PHILADELPHIA — Russlynn Ali came here to the National Association of Black Journalists convention to talk about the black-white achievement gap in public education, but what she had to say could also help close the achievement gap that worries Barack Obama's key supporters.
Ali has spent most of her professional life on the front line of the struggle to improve educational opportunities — and results — for poor and minority schoolchildren. As the top civil rights enforcer in the U.S. Department of Education, she's the cop on the block when it comes to making sure state and local school districts don't violate anti-discrimination rules.
In the little more than two years she has been on this beat— once patrolled less effectively by Clarence Thomas — Ali has amassed an impressive record.
"We have launched more investigations than ever before. Much broader, bigger investigations" into whether school officials are unfairly disciplining black kids and shoving them "into the cradle-to-prison pipeline instead of the cradle-to-career pipeline," she told me.
By that she means the Obama administration is robustly challenging school systems that deny black and Hispanic high school students access to science, technology, engineering and mathematics courses that would improve their chances for college admission. It's also questioning disciplinary practices that treat black students more harshly than whites for similar offenses.

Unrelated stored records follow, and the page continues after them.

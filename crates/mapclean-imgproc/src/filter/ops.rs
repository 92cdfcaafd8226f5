use mapclean_image::{Image, ImageError};

use super::{kernels, separable_filter_u8};
use crate::{border::BorderMode, parallel};

/// Blur an image using a median filter
///
/// Each output pixel is the median of the `kernel_size` x `kernel_size`
/// window centred on it. Pixels outside the image repeat the nearest edge.
///
/// # Arguments
///
/// * `src` - The source image with shape (H, W, 1).
/// * `dst` - The destination image with shape (H, W, 1).
/// * `kernel_size` - The side of the square window, odd and at least 3.
///
/// PRECONDITION: `src` and `dst` must have the same shape.
pub fn median_blur(
    src: &Image<u8, 1>,
    dst: &mut Image<u8, 1>,
    kernel_size: usize,
) -> Result<(), ImageError> {
    if kernel_size < 3 || kernel_size % 2 == 0 {
        return Err(ImageError::InvalidKernelSize(kernel_size, kernel_size));
    }

    src.ensure_same_size(dst)?;

    let rows = src.rows();
    let cols = src.cols();
    let half = (kernel_size / 2) as isize;
    let mid = kernel_size * kernel_size / 2;
    let src_data = src.as_slice();

    parallel::par_rows_mut(dst, |r, row_dst| {
        let mut window = Vec::with_capacity(kernel_size * kernel_size);
        for (c, dst_pixel) in row_dst.iter_mut().enumerate() {
            window.clear();
            for dy in -half..=half {
                let y = BorderMode::Replicate.map_index(r as isize + dy, rows);
                let row_offset = y * cols;
                for dx in -half..=half {
                    let x = BorderMode::Replicate.map_index(c as isize + dx, cols);
                    window.push(src_data[row_offset + x]);
                }
            }
            let (_, median, _) = window.select_nth_unstable(mid);
            *dst_pixel = *median;
        }
    });

    Ok(())
}

/// Blur an image using a gaussian blur filter
///
/// The border is reflected around the edge pixel (`dcb|abcd|cba` style).
///
/// # Arguments
///
/// * `src` - The source image with shape (H, W, 1).
/// * `dst` - The destination image with shape (H, W, 1).
/// * `kernel_size` - The size of the square kernel.
/// * `sigma` - The sigma of the gaussian kernel, non-positive derives it from the size.
///
/// PRECONDITION: `src` and `dst` must have the same shape.
pub fn gaussian_blur(
    src: &Image<u8, 1>,
    dst: &mut Image<u8, 1>,
    kernel_size: usize,
    sigma: f32,
) -> Result<(), ImageError> {
    if kernel_size % 2 == 0 {
        return Err(ImageError::InvalidKernelSize(kernel_size, kernel_size));
    }
    let kernel = kernels::gaussian_kernel_1d(kernel_size, sigma);
    separable_filter_u8(src, dst, &kernel, &kernel, BorderMode::Reflect101)
}

/// Compute the 3x3 sobel derivatives of an image.
///
/// # Arguments
///
/// * `src` - The source image with shape (H, W, 1).
/// * `dx` - The horizontal derivative.
/// * `dy` - The vertical derivative.
///
/// PRECONDITION: all images must have the same shape.
pub fn sobel_gradients(
    src: &Image<u8, 1>,
    dx: &mut Image<i16, 1>,
    dy: &mut Image<i16, 1>,
) -> Result<(), ImageError> {
    src.ensure_same_size(dx)?;
    src.ensure_same_size(dy)?;

    let rows = src.rows();
    let cols = src.cols();
    let src_data = src.as_slice();
    let (deriv, smooth) = kernels::sobel_kernel_1d();

    let sample = |y: isize, x: isize| -> i32 {
        let y = BorderMode::Replicate.map_index(y, rows);
        let x = BorderMode::Replicate.map_index(x, cols);
        src_data[y * cols + x] as i32
    };

    parallel::par_rows_mut(dx, |r, row_dx| {
        for (c, out) in row_dx.iter_mut().enumerate() {
            let mut acc = 0i32;
            for (i, &s) in smooth.iter().enumerate() {
                for (j, &d) in deriv.iter().enumerate() {
                    acc += s * d * sample(r as isize + i as isize - 1, c as isize + j as isize - 1);
                }
            }
            *out = acc as i16;
        }
    });

    parallel::par_rows_mut(dy, |r, row_dy| {
        for (c, out) in row_dy.iter_mut().enumerate() {
            let mut acc = 0i32;
            for (i, &d) in deriv.iter().enumerate() {
                for (j, &s) in smooth.iter().enumerate() {
                    acc += d * s * sample(r as isize + i as isize - 1, c as isize + j as isize - 1);
                }
            }
            *out = acc as i16;
        }
    });

    Ok(())
}
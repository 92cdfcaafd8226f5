use crate::parallel;
use mapclean_image::{Image, ImageError};

/// Convert an 8-bit image with 1, 3 or 4 channels to grayscale.
///
/// Colour images use the integer formula `Y = (77 * R + 150 * G + 29 * B) >> 8`,
/// the alpha channel of 4-channel images is ignored and single channel images
/// are copied as they are.
///
/// # Arguments
///
/// * `src` - The input image.
/// * `dst` - The output grayscale image.
///
/// # Errors
///
/// Fails when the sizes differ or the channel count is not 1, 3 or 4.
///
/// # Example
///
/// ```
/// use mapclean_image::{Image, ImageSize};
/// use mapclean_imgproc::color::gray_from_u8;
///
/// let image = Image::<u8, 3>::new([1, 1].into(), vec![255, 255, 255]).unwrap();
/// let mut gray = Image::<u8, 1>::from_size_val(image.size(), 0).unwrap();
///
/// gray_from_u8(&image, &mut gray).unwrap();
/// assert_eq!(gray.as_slice(), &[255]);
/// ```
pub fn gray_from_u8<const C: usize>(
    src: &Image<u8, C>,
    dst: &mut Image<u8, 1>,
) -> Result<(), ImageError> {
    src.ensure_same_size(dst)?;

    match C {
        1 => dst.as_slice_mut().copy_from_slice(src.as_slice()),
        3 | 4 => {
            parallel::par_iter_rows(src, dst, |src_pixel, dst_pixel| {
                let r = src_pixel[0] as u32;
                let g = src_pixel[1] as u32;
                let b = src_pixel[2] as u32;
                dst_pixel[0] = ((77 * r + 150 * g + 29 * b) >> 8) as u8;
            });
        }
        _ => return Err(ImageError::UnsupportedChannels(C)),
    }

    Ok(())
}

/// Promote a grayscale image to three identical RGB channels.
pub fn rgb_from_gray(src: &Image<u8, 1>, dst: &mut Image<u8, 3>) -> Result<(), ImageError> {
    src.ensure_same_size(dst)?;

    parallel::par_iter_rows(src, dst, |src_pixel, dst_pixel| {
        dst_pixel.fill(src_pixel[0]);
    });

    Ok(())
}
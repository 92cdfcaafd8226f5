/// An error type for the io module.
#[derive(thiserror::Error, Debug)]
pub enum IoError {
    /// Error when the file does not exist.
    #[error("File does not exist: {0}")]
    FileDoesNotExist(std::path::PathBuf),

    /// Error to open, create or remove a file.
    #[error("Failed to manipulate the file. {0}")]
    FileError(#[from] std::io::Error),

    /// Error to create the image.
    #[error("Failed to create image. {0}")]
    ImageCreationError(#[from] mapclean_image::ImageError),

    /// Error to decode the image.
    #[error("Failed to decode the image. {0}")]
    ImageDecodeError(#[from] image::ImageError),

    /// Error to encode the PNG image.
    #[error("Failed to encode the png image. {0}")]
    PngEncodingError(String),

    /// Error to decode the PNG image.
    #[error("Failed to decode the png image. {0}")]
    PngDecodeError(String),
}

In fact, the Obama administration has launched more than 70 Title VI investigations (for race, color and national origin discrimination) in a little over two years, according to Education Department data. That's more than the Bush administration did in the prior eight years. And while it has stepped up probes in this long-neglected area, the department has not wavered in its pursuit of sex and disability discrimination cases, Ali said.
This impressive performance is something Obama's communications team has failed to trumpet. The biggest hurdle for the president to overcome en route to a second term isn't the Tea Party-led Republican scorched-earth attempt to unseat him; it's the erosion of support for him among members of his political base.

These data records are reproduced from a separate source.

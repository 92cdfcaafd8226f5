use crate::image::Image;

/// Intensity written for an occupied cell when a binary grid is encoded as mono8.
pub const OCCUPIED: u8 = 255;

/// Intensity written for a free cell when a binary grid is encoded as mono8.
pub const FREE: u8 = 0;

/// A two-valued occupancy grid with one `bool` per cell.
///
/// `true` marks an OCCUPIED cell and `false` a FREE one.
pub type BinaryImage = Image<bool, 1>;

impl Image<bool, 1> {
    /// Encode the grid as mono8, writing `occupied_value` for OCCUPIED and `0` for FREE.
    ///
    /// # Examples
    ///
    /// ```
    /// use mapclean_image::{BinaryImage, OCCUPIED};
    ///
    /// let grid = BinaryImage::new([3, 1].into(), vec![false, true, true]).unwrap();
    /// assert_eq!(grid.to_mono8(OCCUPIED).as_slice(), &[0, 255, 255]);
    /// ```
    pub fn to_mono8(&self, occupied_value: u8) -> Image<u8, 1> {
        let data = self
            .as_slice()
            .iter()
            .map(|&v| if v { occupied_value } else { FREE })
            .collect();
        Image::<u8, 1>::from_parts(self.size(), data)
    }

    /// Number of OCCUPIED cells.
    pub fn count_occupied(&self) -> usize {
        self.as_slice().iter().filter(|&&v| v).count()
    }
}

#[cfg(test)]
mod tests {
    use crate::{BinaryImage, ImageError, OCCUPIED};

    #[rustfmt::skip]
    #[test]
    fn mono8_encoding() -> Result<(), ImageError> {
        let grid = BinaryImage::new(
            [3, 2].into(),
            vec![
                false, true, false,
                true, false, true,
            ],
        )?;
        assert_eq!(grid.count_occupied(), 3);

        let encoded = grid.to_mono8(OCCUPIED);
        assert_eq!(
            encoded.as_slice(),
            &[
                  0, 255,   0,
                255,   0, 255,
            ]
        );
        assert_eq!(grid.to_mono8(1).as_slice(), &[0, 1, 0, 1, 0, 1]);

        Ok(())
    }
}
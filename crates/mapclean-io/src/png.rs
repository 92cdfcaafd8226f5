use std::{fs, fs::File, path::Path};

use mapclean_image::{Image, ImageSize};
use png::{BitDepth, ColorType, Decoder, Encoder};

use crate::error::IoError;

/// Read a PNG image with a single channel (mono8).
///
/// # Arguments
///
/// * `file_path` - The path to the PNG file.
///
/// # Returns
///
/// A grayscale image with a single channel (mono8).
pub fn read_image_png_mono8(file_path: impl AsRef<Path>) -> Result<Image<u8, 1>, IoError> {
    let (buf, size) = read_png_impl(file_path, ColorType::Grayscale)?;
    Ok(Image::new(size.into(), buf)?)
}

/// Read a PNG image with a three channels (rgb8).
///
/// # Arguments
///
/// * `file_path` - The path to the PNG file.
///
/// # Returns
///
/// A RGB image with three channels (rgb8).
pub fn read_image_png_rgb8(file_path: impl AsRef<Path>) -> Result<Image<u8, 3>, IoError> {
    let (buf, size) = read_png_impl(file_path, ColorType::Rgb)?;
    Ok(Image::new(size.into(), buf)?)
}

// utility function to read an 8-bit png file with the expected color type
fn read_png_impl(
    file_path: impl AsRef<Path>,
    expected: ColorType,
) -> Result<(Vec<u8>, [usize; 2]), IoError> {
    // verify the file exists
    let file_path = file_path.as_ref();
    if !file_path.exists() {
        return Err(IoError::FileDoesNotExist(file_path.to_path_buf()));
    }

    let file = fs::File::open(file_path)?;
    let mut reader = Decoder::new(file)
        .read_info()
        .map_err(|e| IoError::PngDecodeError(e.to_string()))?;

    let mut buf = vec![0; reader.output_buffer_size()];
    let info = reader
        .next_frame(&mut buf)
        .map_err(|e| IoError::PngDecodeError(e.to_string()))?;

    if info.color_type != expected || info.bit_depth != BitDepth::Eight {
        return Err(IoError::PngDecodeError(format!(
            "expected 8-bit {:?}, found {:?} {:?}",
            expected, info.bit_depth, info.color_type
        )));
    }
    buf.truncate(info.buffer_size());

    Ok((buf, [info.width as usize, info.height as usize]))
}

/// Writes the given PNG _(rgb8)_ data to the given file path.
///
/// # Arguments
///
/// - `file_path` - The path to the PNG image.
/// - `image` - The RGB image to encode.
pub fn write_image_png_rgb8(
    file_path: impl AsRef<Path>,
    image: &Image<u8, 3>,
) -> Result<(), IoError> {
    write_png_impl(
        file_path,
        image.as_slice(),
        image.size(),
        BitDepth::Eight,
        ColorType::Rgb,
    )
}

/// Writes the given PNG _(grayscale 8-bit)_ data to the given file path.
///
/// # Arguments
///
/// - `file_path` - The path to the PNG image.
/// - `image` - The grayscale image to encode.
pub fn write_image_png_mono8(
    file_path: impl AsRef<Path>,
    image: &Image<u8, 1>,
) -> Result<(), IoError> {
    write_png_impl(
        file_path,
        image.as_slice(),
        image.size(),
        BitDepth::Eight,
        ColorType::Grayscale,
    )
}

fn write_png_impl(
    file_path: impl AsRef<Path>,
    image_data: &[u8],
    image_size: ImageSize,
    depth: BitDepth,
    color_type: ColorType,
) -> Result<(), IoError> {
    let file = File::create(file_path)?;

    let mut encoder = Encoder::new(file, image_size.width as u32, image_size.height as u32);
    encoder.set_color(color_type);
    encoder.set_depth(depth);

    let mut writer = encoder
        .write_header()
        .map_err(|e| IoError::PngEncodingError(e.to_string()))?;
    writer
        .write_image_data(image_data)
        .map_err(|e| IoError::PngEncodingError(e.to_string()))?;
    writer
        .finish()
        .map_err(|e| IoError::PngEncodingError(e.to_string()))?;
    Ok(())
}
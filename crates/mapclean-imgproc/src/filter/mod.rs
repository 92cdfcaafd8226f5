//! Filter operations
//!
//! Smoothing filters used ahead of thresholding and edge detection.

/// Filter kernels
pub mod kernels;

/// Filter operations
mod ops;
pub use ops::*;

/// Separable filter operations
mod separable_filter;
pub use separable_filter::*;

Obama won the presidency with the overwhelming support of black voters (95%), the strong backing of Hispanics (67%) and a sizable minority of whites (43%). Surprisingly, despite the withering right-wing attacks on his policies, his religion and birthright, Obama's approval rating among whites is just 4 percentage points lower than the white vote he received in 2008.
But the falloff of support among blacks and Hispanics has been much steeper. Obama's approval rating among blacks (85%) and Hispanics (54%) is significantly lower than the vote percentage these groups gave him in 2008. Much of this decline, I suspect, is due to the failure of his administration to tout the good things it has done for them for fear of a white backlash.

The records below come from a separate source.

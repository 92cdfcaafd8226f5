use std::path::{Path, PathBuf};

use mapclean_image::{BinaryImage, Image, ImageError};
use mapclean_imgproc::{
    color, draw, edges,
    filter::{gaussian_blur, median_blur},
    gap_fill::{fill_gaps, max_gap_pixels},
    hough::{hough_lines_p, LineSegment},
    morphology::{self, Kernel},
    threshold::threshold_binary_inverse,
};
use mapclean_io::{
    functional::{read_image_any, GenericImage},
    png::{write_image_png_mono8, write_image_png_rgb8},
};

use crate::{
    config::{CleanConfig, EdgeConfig, PipelineConfig},
    error::PipelineError,
};

/// The products of the edge and line extraction.
#[derive(Debug, Clone)]
pub struct EdgeExtraction {
    /// Canny edge map, `255` on edges.
    pub edges: Image<u8, 1>,
    /// Detected line segments, possibly none.
    pub lines: Vec<LineSegment>,
    /// The edge map in RGB with the segments drawn on top.
    pub overlay: Image<u8, 3>,
}

/// Where [`process_map_file`] writes its two images.
#[derive(Debug, Clone, PartialEq, Eq)]
pub struct OutputPaths {
    /// The cleaned map, `<stem>_processed.png`.
    pub processed: PathBuf,
    /// The edge overlay, `<stem>_edges.png`.
    pub edges: PathBuf,
}

/// Clean a grayscale map: median denoise, inverse threshold, closing and gap filling.
///
/// Dark cells, below `binarize_threshold`, are obstacles and come back as
/// OCCUPIED (`true`) in the returned grid.
///
/// # Errors
///
/// Fails on an invalid kernel size or resolution in `config`.
pub fn clean_map(gray: &Image<u8, 1>, config: &CleanConfig) -> Result<BinaryImage, ImageError> {
    let mut denoised = Image::<u8, 1>::from_size_val(gray.size(), 0)?;
    median_blur(gray, &mut denoised, config.median_kernel)?;

    let mut binary = BinaryImage::from_size_val(gray.size(), false)?;
    threshold_binary_inverse(&denoised, &mut binary, config.binarize_threshold)?;

    let [close_h, close_w] = config.close_kernel;
    let mut closed = BinaryImage::from_size_val(gray.size(), false)?;
    morphology::close(&binary, &mut closed, &Kernel::rect(close_h, close_w)?)?;

    let mut filled = BinaryImage::from_size_val(gray.size(), false)?;
    fill_gaps(&closed, &mut filled, &config.fill)?;

    log::debug!(
        "occupied cells: {} thresholded, {} closed, {} filled",
        binary.count_occupied(),
        closed.count_occupied(),
        filled.count_occupied()
    );

    Ok(filled)
}

/// Extract edges and line segments from a map and draw them as an overlay.
///
/// The map is reduced to grayscale, blurred, passed through Canny and then
/// through the probabilistic Hough transform.
///
/// # Errors
///
/// Fails on an unsupported channel count or invalid parameters in `config`.
pub fn extract_edges<const C: usize>(
    grid: &Image<u8, C>,
    config: &EdgeConfig,
) -> Result<EdgeExtraction, ImageError> {
    let mut gray = Image::<u8, 1>::from_size_val(grid.size(), 0)?;
    color::gray_from_u8(grid, &mut gray)?;

    let mut blurred = Image::<u8, 1>::from_size_val(grid.size(), 0)?;
    gaussian_blur(&gray, &mut blurred, config.blur_kernel, 0.0)?;

    let mut edge_map = Image::<u8, 1>::from_size_val(grid.size(), 0)?;
    edges::canny(&blurred, &mut edge_map, config.canny_low, config.canny_high)?;

    let lines = hough_lines_p(&edge_map, &config.hough)?;
    match lines.iter().map(LineSegment::length).reduce(f32::max) {
        Some(longest) => log::debug!("detected {} lines, longest {longest:.1} px", lines.len()),
        None => log::debug!("no lines detected"),
    }

    let mut overlay = Image::<u8, 3>::from_size_val(grid.size(), 0)?;
    color::rgb_from_gray(&edge_map, &mut overlay)?;
    draw::draw_segments(
        &mut overlay,
        &lines,
        config.line_color,
        config.line_thickness,
    );

    Ok(EdgeExtraction {
        edges: edge_map,
        lines,
        overlay,
    })
}

/// Derive the output file names for `input`.
///
/// Without `output_dir` the images go next to the input.
///
/// # Examples
///
/// ```
/// use std::path::Path;
/// use mapclean::output_paths;
///
/// let paths = output_paths(Path::new("maps/map1.png"), None).unwrap();
/// assert_eq!(paths.processed, Path::new("maps/map1_processed.png"));
/// assert_eq!(paths.edges, Path::new("maps/map1_edges.png"));
/// ```
pub fn output_paths(input: &Path, output_dir: Option<&Path>) -> Result<OutputPaths, PipelineError> {
    let stem = input
        .file_stem()
        .ok_or_else(|| PipelineError::InvalidInputPath(input.to_path_buf()))?
        .to_string_lossy();

    let dir = match output_dir {
        Some(dir) => dir.to_path_buf(),
        None => input.parent().map(Path::to_path_buf).unwrap_or_default(),
    };

    Ok(OutputPaths {
        processed: dir.join(format!("{stem}_processed.png")),
        edges: dir.join(format!("{stem}_edges.png")),
    })
}

fn to_gray(image: &GenericImage) -> Result<Image<u8, 1>, ImageError> {
    let mut gray = Image::<u8, 1>::from_size_val(image.size(), 0)?;
    match image {
        GenericImage::L8(img) => color::gray_from_u8(img, &mut gray)?,
        GenericImage::Rgb8(img) => color::gray_from_u8(img, &mut gray)?,
        GenericImage::Rgba8(img) => color::gray_from_u8(img, &mut gray)?,
    }
    Ok(gray)
}

/// Clean the map stored at `input` and write the cleaned map and its edge overlay.
///
/// Both images are computed before anything is written. The output directory
/// is created when missing, and if the second image cannot be written the
/// first one is removed again.
///
/// # Arguments
///
/// * `input` - The map image, any format the decoder understands.
/// * `output_dir` - Where to write, defaults to the directory of `input`.
/// * `config` - The pipeline parameters.
///
/// # Returns
///
/// The paths of the written images.
pub fn process_map_file(
    input: &Path,
    output_dir: Option<&Path>,
    config: &PipelineConfig,
) -> Result<OutputPaths, PipelineError> {
    let paths = output_paths(input, output_dir)?;

    let image = read_image_any(input).map_err(|source| PipelineError::InputNotFound {
        path: input.to_path_buf(),
        source,
    })?;
    log::info!(
        "loaded {} with size {} and {} channels",
        input.display(),
        image.size(),
        image.num_channels()
    );

    log::debug!("max gap pixels: {}", max_gap_pixels(&config.clean.fill)?);

    let gray = to_gray(&image)?;
    let cleaned = clean_map(&gray, &config.clean)?;
    let processed = cleaned.to_mono8(config.clean.occupied_value);
    let extraction = extract_edges(&processed, &config.edges)?;
    log::info!("detected {} line segments", extraction.lines.len());

    if let Some(dir) = paths.processed.parent() {
        if !dir.as_os_str().is_empty() {
            std::fs::create_dir_all(dir).map_err(|e| PipelineError::IoFailure {
                path: dir.to_path_buf(),
                source: e.into(),
            })?;
        }
    }

    write_image_png_mono8(&paths.processed, &processed).map_err(|source| {
        PipelineError::IoFailure {
            path: paths.processed.clone(),
            source,
        }
    })?;

    if let Err(source) = write_image_png_rgb8(&paths.edges, &extraction.overlay) {
        if let Err(e) = std::fs::remove_file(&paths.processed) {
            log::warn!("failed to remove {}: {e}", paths.processed.display());
        }
        return Err(PipelineError::IoFailure {
            path: paths.edges.clone(),
            source,
        });
    }

    log::info!("processed map saved to: {}", paths.processed.display());
    log::info!("edges image saved to: {}", paths.edges.display());

    Ok(paths)
}

#[cfg(test)]
mod tests {
    use super::*;

    #[test]
    fn output_paths_next_to_input() -> Result<(), PipelineError> {
        let paths = output_paths(Path::new("/data/maps/map1.png"), None)?;
        assert_eq!(paths.processed, Path::new("/data/maps/map1_processed.png"));
        assert_eq!(paths.edges, Path::new("/data/maps/map1_edges.png"));

        let paths = output_paths(Path::new("map1.pgm"), None)?;
        assert_eq!(paths.processed, Path::new("map1_processed.png"));
        Ok(())
    }

    #[test]
    fn output_paths_in_output_dir() -> Result<(), PipelineError> {
        let paths = output_paths(Path::new("maps/floor.2.png"), Some(Path::new("out")))?;
        assert_eq!(paths.processed, Path::new("out/floor.2_processed.png"));
        assert_eq!(paths.edges, Path::new("out/floor.2_edges.png"));
        Ok(())
    }

    #[test]
    fn output_paths_without_file_name() {
        let res = output_paths(Path::new("/"), None);
        assert!(matches!(res, Err(PipelineError::InvalidInputPath(_))));
    }

    #[test]
    fn clean_map_marks_dark_cells() -> Result<(), ImageError> {
        let mut gray = Image::<u8, 1>::from_size_val([20, 12].into(), 255)?;
        for y in 4..8 {
            for x in 3..17 {
                gray.set_pixel(x, y, 0, 0)?;
            }
        }

        let cleaned = clean_map(&gray, &CleanConfig::default())?;
        // the median filter rounds off the four corners
        assert_eq!(cleaned.count_occupied(), 4 * 14 - 4);
        assert!(!*cleaned.get_pixel(3, 4, 0)?);
        assert!(*cleaned.get_pixel(10, 5, 0)?);
        assert!(!*cleaned.get_pixel(10, 1, 0)?);

        Ok(())
    }

    #[test]
    fn clean_map_rejects_even_median() -> Result<(), ImageError> {
        let gray = Image::<u8, 1>::from_size_val([8, 8].into(), 255)?;
        let config = CleanConfig {
            median_kernel: 4,
            ..Default::default()
        };
        assert_eq!(
            clean_map(&gray, &config),
            Err(ImageError::InvalidKernelSize(4, 4))
        );
        Ok(())
    }
}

This silence — especially in the area of education, where the potential results can improve the lives of millions of blacks and Hispanics — has produced a loss of confidence among this vital core of Obama's political base.
Ali's aggressive efforts to close the achievement gap and combat discrimination in the nation's schools ought to help reverse this downslide. But that won't happen if the president's image managers don't get over their fear of touting the good things his administration is doing for this long-suffering, educationally disadvantaged part of the coalition that put him in office.